### PROBLEM
List each line of the data in which the string "models" appears.

### EXCERPTED DATA

//! Email service for sending visitor QR code passes

use async_trait::async_trait;
use image::{DynamicImage, ImageFormat, Luma};
use lettre::{
    message::{header::ContentType, Attachment, Mailbox, Message, MultiPart, SinglePart},
    transport::smtp::authentication::Credentials,
    SmtpTransport, Transport,
};
use qrcode::QrCode;
use std::io::Cursor;
use std::str::FromStr;

use crate::{
    config::EmailConfig,
    error::{AppError, AppResult},
    models::visitor::Visitor,
};

/// Content-ID of the inline QR code image
const QR_CONTENT_ID: &str = "visitor-qr";

/// Sends the QR code pass to a visitor
#[cfg_attr(test, mockall::automock)]
#[async_trait]
pub trait VisitorNotifier: Send + Sync {
    async fn send_visitor_qr_code(&self, visitor: &Visitor) -> AppResult<()>;
}

/// Text encoded in the QR code shown at the gate.
///
/// Only the record id and visit date; reception looks the rest up.
pub fn pass_payload(visitor: &Visitor) -> String {
    format!(
        "VISITOR:{};DATE:{}",
        visitor.id.map(|id| id.to_string()).unwrap_or_default(),
        visitor.date.as_deref().unwrap_or_default(),
    )
}

/// Render `payload` as a PNG QR code, at least 300px wide
pub fn render_qr_png(payload: &str) -> AppResult<Vec<u8>> {
    let code = QrCode::new(payload.as_bytes())
        .map_err(|e| AppError::Internal(format!("Failed to encode QR code: {}", e)))?;
    let image = code.render::<Luma<u8>>().min_dimensions(300, 300).build();

    let mut png = Vec::new();
    DynamicImage::ImageLuma8(image)
        .write_to(&mut Cursor::new(&mut png), ImageFormat::Png)
        .map_err(|e| AppError::Internal(format!("Failed to render QR code: {}", e)))?;
    Ok(png)
}

#[derive(Clone)]
pub struct EmailService {
    config: EmailConfig,
}

impl EmailService {
    pub fn new(config: EmailConfig) -> Self {
        Self { config }
    }

    /// Plain text alternative plus an HTML part with the QR code inlined
    pub fn pass_body(&self, text: String, html: String, qr_png: Vec<u8>) -> AppResult<MultiPart> {
        let png_type = ContentType::parse("image/png")
            .map_err(|e| AppError::Internal(format!("Invalid content type: {}", e)))?;

        Ok(MultiPart::alternative()
            .singlepart(
                SinglePart::builder()
                    .header(ContentType::TEXT_PLAIN)
                    .body(text),
            )
            .multipart(
                MultiPart::related()
                    .singlepart(
                        SinglePart::builder()
                            .header(ContentType::TEXT_HTML)
                            .body(html),
                    )
                    .singlepart(Attachment::new_inline(QR_CONTENT_ID.to_string()).body(qr_png, png_type)),
            ))
    }

    /// Generic email sending function
    async fn send_email(&self, to: &str, subject: &str, body: MultiPart) -> AppResult<()> {
        let from_name = self
            .config
            .smtp_from_name
            .as_deref()
            .unwrap_or("Visitor Desk");
        let from_mailbox = Mailbox::from_str(&format!("{} <{}>", from_name, self.config.smtp_from))
            .map_err(|e| AppError::Internal(format!("Invalid from address: {}", e)))?;

        let to_mailbox = Mailbox::from_str(to)
            .map_err(|e| AppError::Internal(format!("Invalid to address: {}", e)))?;

        let email = Message::builder()
            .from(from_mailbox)
            .to(to_mailbox)
            .subject(subject)
            .multipart(body)
            .map_err(|e| AppError::Internal(format!("Failed to build email: {}", e)))?;

        let mailer_builder = if self.config.smtp_use_tls {
            SmtpTransport::starttls_relay(&self.config.smtp_host)
                .map_err(|e| AppError::Internal(format!("Failed to create SMTP transport: {}", e)))?
        } else {
            SmtpTransport::builder_dangerous(&self.config.smtp_host)
        }
        .port(self.config.smtp_port);

        let mailer_builder = if let (Some(username), Some(password)) = (
            &self.config.smtp_username,
            &self.config.smtp_password,
        ) {
            mailer_builder.credentials(Credentials::new(username.clone(), password.clone()))
        } else {
            mailer_builder
        };

        let mailer = mailer_builder.build();

        // SmtpTransport is blocking
        tokio::task::spawn_blocking(move || mailer.send(&email))
            .await
            .map_err(|e| AppError::Internal(format!("Email task failed: {}", e)))?
            .map_err(|e| AppError::Internal(format!("Failed to send email: {}", e)))?;

        Ok(())
    }
}

#[async_trait]
impl VisitorNotifier for EmailService {
    async fn send_visitor_qr_code(&self, visitor: &Visitor) -> AppResult<()> {
        let to = visitor
            .email
            .as_deref()
            .filter(|email| !email.is_empty())
            .ok_or_else(|| AppError::BadRequest("Visitor has no email address".to_string()))?;

        let name = visitor.name.as_deref().unwrap_or("Visitor");
        let date = visitor.date.as_deref().unwrap_or("-");
        let host = visitor.host.as_deref().unwrap_or("-");
        let qr_png = render_qr_png(&pass_payload(visitor))?;

        let subject = "Your visitor pass";
        let text = format!(
            r#"
Hello {name},

Your visit on {date} to meet {host} has been registered.

Show the QR code from this email at the reception desk on arrival.
"#,
        );
        let html = format!(
            r#"<html><body>
<p>Hello {name},</p>
<p>Your visit on {date} to meet {host} has been registered.</p>
<p>Show this QR code at the reception desk on arrival:</p>
<p><img src="cid:{QR_CONTENT_ID}" alt="Visitor QR code" width="300" height="300"></p>
</body></html>"#,
        );

        let body = self.pass_body(text, html, qr_png)?;
        self.send_email(to, subject, body).await
    }
}
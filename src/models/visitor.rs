//! Visitor model and status state machine

use chrono::{DateTime, Utc};
use serde::{Deserialize, Serialize};
use sqlx::FromRow;
use std::str::FromStr;
use utoipa::ToSchema;

use crate::error::AppError;

/// Visit status flags.
///
/// The flags are independent and accumulate: a visitor can be marked
/// `exit` without ever having been approved. Only `is_approved` can go
/// back to `false`, through [`StatusToken::Disapprove`].
#[derive(Debug, Clone, Copy, Default, PartialEq, Eq, Serialize, Deserialize, FromRow, ToSchema)]
pub struct StatusFlags {
    #[serde(rename = "isApproved")]
    pub is_approved: bool,
    pub inprogress: bool,
    pub complete: bool,
    pub exit: bool,
}

impl StatusFlags {
    /// Apply a status transition in place
    pub fn apply(&mut self, token: StatusToken) {
        match token {
            StatusToken::Approve => {
                self.is_approved = true;
                self.inprogress = true;
            }
            StatusToken::Disapprove => self.is_approved = false,
            StatusToken::InProgress => self.inprogress = true,
            StatusToken::Complete => self.complete = true,
            StatusToken::Exit => self.exit = true,
        }
    }
}

/// Status token accepted by the status endpoint (case-insensitive)
#[derive(Debug, Clone, Copy, PartialEq, Eq)]
pub enum StatusToken {
    Approve,
    Disapprove,
    InProgress,
    Complete,
    Exit,
}

impl StatusToken {
    pub fn as_str(&self) -> &'static str {
        match self {
            StatusToken::Approve => "approve",
            StatusToken::Disapprove => "disapprove",
            StatusToken::InProgress => "inprogress",
            StatusToken::Complete => "complete",
            StatusToken::Exit => "exit",
        }
    }
}

impl std::fmt::Display for StatusToken {
    fn fmt(&self, f: &mut std::fmt::Formatter<'_>) -> std::fmt::Result {
        write!(f, "{}", self.as_str())
    }
}

impl FromStr for StatusToken {
    type Err = AppError;

    fn from_str(s: &str) -> Result<Self, Self::Err> {
        match s.to_lowercase().as_str() {
            "approve" => Ok(StatusToken::Approve),
            "disapprove" => Ok(StatusToken::Disapprove),
            "inprogress" => Ok(StatusToken::InProgress),
            "complete" => Ok(StatusToken::Complete),
            "exit" => Ok(StatusToken::Exit),
            _ => Err(AppError::BadRequest(format!("Invalid status: {}", s))),
        }
    }
}

/// Visitor record
///
/// `id` is `None` until the record has been saved once.
#[derive(Debug, Clone, Default, PartialEq, Serialize, Deserialize, FromRow, ToSchema)]
pub struct Visitor {
    pub id: Option<i32>,
    pub name: Option<String>,
    /// National identity number, unique per visitor
    pub nationalid: Option<String>,
    pub email: Option<String>,
    pub phone: Option<String>,
    pub company: Option<String>,
    /// Reason for the visit
    pub purpose: Option<String>,
    /// Person being visited
    pub host: Option<String>,
    /// Visit date, normally YYYY-MM-DD
    #[sqlx(rename = "visit_date")]
    pub date: Option<String>,
    #[sqlx(rename = "visit_time")]
    pub time: Option<String>,
    pub duration: Option<i32>,
    /// Unit of `duration` (minutes, hours, days); `null` when unset
    pub durationunit: Option<String>,
    pub notes: Option<String>,
    #[serde(flatten)]
    #[sqlx(flatten)]
    pub status: StatusFlags,
    pub created_at: Option<DateTime<Utc>>,
    pub updated_at: Option<DateTime<Utc>>,
}

/// Status update request
#[derive(Debug, Deserialize, ToSchema)]
pub struct UpdateStatusRequest {
    /// One of approve, disapprove, inprogress, complete, exit
    pub status: String,
}

/// Confirmation returned after deleting a visitor
#[derive(Debug, Serialize, ToSchema)]
pub struct DeleteResponse {
    pub message: String,
}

### WRITTEN SOLUTION
    models::visitor::Visitor,
filename src/models/visitor.rs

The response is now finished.